2 min read

Residency: Week One

desk step up with laptop and keyboard, and various other items including keyboard and keep cup

Despite all the storm-related chaos, I made it in to my office only a day late. My studio is huge - I have a table designated as a desk, looking out over the city, with my laptop and a nice big keyboard. Along the back wall is a work bench - I found some cardboard boxes in recycling, flattened one out, and am using that and some post-its for planning and keeping track of characters.

Tomorrow I am bringing in a rug because the combination of a polished concrete floor and a wheelie office chair is proving... fun, but not entirely compatible with health and safety.

It's nice to spend some time in this part of the city. In my first year of university I had a job filing invoices for a fish factory, and I used to walk past here, and across town on my way to work twice a week, picking up a pastry for lunch on the way. The supermarket next door used to be a music shop - I remember buying CDs there. Nearby was 128 - the radical social and community centre where I attended so many anti-war and other meetings. The building is gone - it burned down in 2020 - and it still feels a bit weird it's not there any more.

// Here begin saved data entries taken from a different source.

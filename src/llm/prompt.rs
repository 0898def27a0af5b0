use serde::Serialize;

#[derive(Debug, Clone, Copy, PartialEq, Eq, Serialize)]
#[serde(rename_all = "lowercase")]
pub enum Role {
    System,
    User,
}

#[derive(Debug, Clone, Serialize)]
pub struct ChatMessage {
    pub role: Role,
    pub content: String,
}

/// Builds the two-message prompt: a system instruction with the schema
/// interpolated verbatim, and the user's question untouched. The question is
/// plain prompt text here, never SQL; only the model's output is executed.
pub fn build_messages(schema_text: &str, question: &str) -> Vec<ChatMessage> {
    let system = format!(
        r#"You are a text-to-SQL converter for a vehicle parts catalog.
Translate the user's question into a single SQL query for the schema below.
Adhere to these rules:
- Return only SQL, with no explanation or commentary
- Use uppercase for SQL keywords (SELECT, FROM, WHERE, etc.)
- Use table aliases to prevent ambiguity, for example `SELECT m.name FROM models m JOIN makes mk ON m.make_id = mk.make_id`
- When creating a ratio, always cast the numerator as float

### Schema:
{}"#,
        schema_text
    );

    vec![
        ChatMessage {
            role: Role::System,
            content: system,
        },
        ChatMessage {
            role: Role::User,
            content: question.to_string(),
        },
    ]
}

(2020 was an even more surreal year than I remember.)

Of course I've been to plenty of events near here in recent years - it's not like I've been entirely absent. But it hasn't felt like a stomping ground in the same way, and I like feeling some sort of established presence here, however temporarily.

I've made a start on my novel as well - I wrote the first two thousand words, as well as having an initial meeting with my mentor. I'm feeling good about it - there's a lot I need to work out, but getting to know my character, and her voice, is very satisfying.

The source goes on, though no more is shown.